*THE TASK:* Return each entry exactly, with none missing.

————

use std::fmt::Display;

use serde::{Deserialize, Serialize};

/// Index of the category column in a [`LogEntry`]
pub const CATEGORY_COLUMN: usize = 4;

/// A single log entry.
///
/// - `[0]`: Date (`31.12.23`)
/// - `[1]`: Time (`23:59:59`)
/// - `[2]`: Message
/// - `[3]`: Message ID
/// - `[4]`: Category ID
/// - `[5]`: Link to help page
#[derive(Debug, Clone, Default, PartialEq, Eq, Serialize, Deserialize)]
#[serde(transparent)]
pub struct LogEntry(pub Vec<String>);

impl LogEntry {
    fn column(&self, index: usize) -> Option<&str> {
        self.0.get(index).map(String::as_str)
    }
    pub fn date(&self) -> Option<&str> {
        self.column(0)
    }
    pub fn time(&self) -> Option<&str> {
        self.column(1)
    }
    pub fn message(&self) -> Option<&str> {
        self.column(2)
    }
    pub fn message_id(&self) -> Option<&str> {
        self.column(3)
    }
    pub fn category(&self) -> Option<&str> {
        self.column(CATEGORY_COLUMN)
    }
    pub fn help_link(&self) -> Option<&str> {
        self.column(5)
    }
}

impl Display for LogEntry {
    fn fmt(&self, f: &mut std::fmt::Formatter<'_>) -> std::fmt::Result {
        write!(
            f,
            "[{} {}] ({}) {}",
            self.date().unwrap_or("?"),
            self.time().unwrap_or("?"),
            self.category().unwrap_or("?"),
            self.message().unwrap_or_default()
        )
    }
}

/// Log categories as used by the `filter` parameter of the log page
#[derive(Debug, Clone, Copy, PartialEq, Eq, Hash)]
pub enum LogCategory {
    /// German: `Alle`
    All,
    /// German: `System`
    System,
    /// German: `Internetverbindung`
    Internet,
    /// German: `Telefonie`
    Phone,
    /// German: `WLAN`
    Wlan,
    /// German: `USB-Geräte`
    Usb,
}

impl LogCategory {
    pub fn id(self) -> i64 {
        match self {
            LogCategory::All => 0,
            LogCategory::System => 1,
            LogCategory::Internet => 2,
            LogCategory::Phone => 3,
            LogCategory::Wlan => 4,
            LogCategory::Usb => 5,
        }
    }

    pub fn from_id(id: i64) -> Option<LogCategory> {
        match id {
            0 => Some(LogCategory::All),
            1 => Some(LogCategory::System),
            2 => Some(LogCategory::Internet),
            3 => Some(LogCategory::Phone),
            4 => Some(LogCategory::Wlan),
            5 => Some(LogCategory::Usb),
            _ => None,
        }
    }
}

/// The log table, newest entry first.
#[derive(Debug, Clone, Default, PartialEq, Eq, Serialize, Deserialize)]
#[serde(transparent)]
pub struct Logs(pub Vec<LogEntry>);

impl Logs {
    /// Keep the entries of one category.
    ///
    /// `0` keeps everything, `1..=5` keep entries whose category column is that
    /// number and anything else keeps nothing.
    pub fn filter(&self, category: i64) -> Logs {
        match LogCategory::from_id(category) {
            Some(category) => self.filter_category(category),
            None => Logs::default(),
        }
    }

    pub fn filter_category(&self, category: LogCategory) -> Logs {
        if category == LogCategory::All {
            return self.clone();
        }

        let id = category.id().to_string();
        Logs(
            self.0
                .iter()
                .filter(|entry| entry.category() == Some(id.as_str()))
                .cloned()
                .collect(),
        )
    }

    pub fn len(&self) -> usize {
        self.0.len()
    }

    pub fn is_empty(&self) -> bool {
        self.0.is_empty()
    }

    pub fn iter(&self) -> std::slice::Iter<'_, LogEntry> {
        self.0.iter()
    }
}

impl IntoIterator for Logs {
    type Item = LogEntry;
    type IntoIter = std::vec::IntoIter<LogEntry>;
    fn into_iter(self) -> Self::IntoIter {
        self.0.into_iter()
    }
}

————

*TASK RESPONSE:*
use std::fmt::Display;

use serde::{Deserialize, Serialize};

/// Index of the category column in a [`LogEntry`]
pub const CATEGORY_COLUMN: usize = 4;

/// A single log entry.
///
/// - `[0]`: Date (`31.12.23`)
/// - `[1]`: Time (`23:59:59`)
/// - `[2]`: Message
/// - `[3]`: Message ID
/// - `[4]`: Category ID
/// - `[5]`: Link to help page
#[derive(Debug, Clone, Default, PartialEq, Eq, Serialize, Deserialize)]
#[serde(transparent)]
pub struct LogEntry(pub Vec<String>);

impl LogEntry {
    fn column(&self, index: usize) -> Option<&str> {
        self.0.get(index).map(String::as_str)
    }
    pub fn date(&self) -> Option<&str> {
        self.column(0)
    }
    pub fn time(&self) -> Option<&str> {
        self.column(1)
    }
    pub fn message(&self) -> Option<&str> {
        self.column(2)
    }
    pub fn message_id(&self) -> Option<&str> {
        self.column(3)
    }
    pub fn category(&self) -> Option<&str> {
        self.column(CATEGORY_COLUMN)
    }
    pub fn help_link(&self) -> Option<&str> {
        self.column(5)
    }
}

impl Display for LogEntry {
    fn fmt(&self, f: &mut std::fmt::Formatter<'_>) -> std::fmt::Result {
        write!(
            f,
            "[{} {}] ({}) {}",
            self.date().unwrap_or("?"),
            self.time().unwrap_or("?"),
            self.category().unwrap_or("?"),
            self.message().unwrap_or_default()
        )
    }
}

/// Log categories as used by the `filter` parameter of the log page
#[derive(Debug, Clone, Copy, PartialEq, Eq, Hash)]
pub enum LogCategory {
    /// German: `Alle`
    All,
    /// German: `System`
    System,
    /// German: `Internetverbindung`
    Internet,
    /// German: `Telefonie`
    Phone,
    /// German: `WLAN`
    Wlan,
    /// German: `USB-Geräte`
    Usb,
}

impl LogCategory {
    pub fn id(self) -> i64 {
        match self {
            LogCategory::All => 0,
            LogCategory::System => 1,
            LogCategory::Internet => 2,
            LogCategory::Phone => 3,
            LogCategory::Wlan => 4,
            LogCategory::Usb => 5,
        }
    }

    pub fn from_id(id: i64) -> Option<LogCategory> {
        match id {
            0 => Some(LogCategory::All),
            1 => Some(LogCategory::System),
            2 => Some(LogCategory::Internet),
            3 => Some(LogCategory::Phone),
            4 => Some(LogCategory::Wlan),
            5 => Some(LogCategory::Usb),
            _ => None,
        }
    }
}

/// The log table, newest entry first.
#[derive(Debug, Clone, Default, PartialEq, Eq, Serialize, Deserialize)]
#[serde(transparent)]
pub struct Logs(pub Vec<LogEntry>);

impl Logs {
    /// Keep the entries of one category.
    ///
    /// `0` keeps everything, `1..=5` keep entries whose category column is that
    /// number and anything else keeps nothing.
    pub fn filter(&self, category: i64) -> Logs {
        match LogCategory::from_id(category) {
            Some(category) => self.filter_category(category),
            None => Logs::default(),
        }
    }

    pub fn filter_category(&self, category: LogCategory) -> Logs {
        if category == LogCategory::All {
            return self.clone();
        }

        let id = category.id().to_string();
        Logs(
            self.0
                .iter()
                .filter(|entry| entry.category() == Some(id.as_str()))
                .cloned()
                .collect(),
        )
    }

    pub fn len(&self) -> usize {
        self.0.len()
    }

    pub fn is_empty(&self) -> bool {
        self.0.is_empty()
    }

    pub fn iter(&self) -> std::slice::Iter<'_, LogEntry> {
        self.0.iter()
    }
}

impl IntoIterator for Logs {
    type Item = LogEntry;
    type IntoIter = std::vec::IntoIter<LogEntry>;
    fn into_iter(self) -> Self::IntoIter {
        self.0.into_iter()
    }
}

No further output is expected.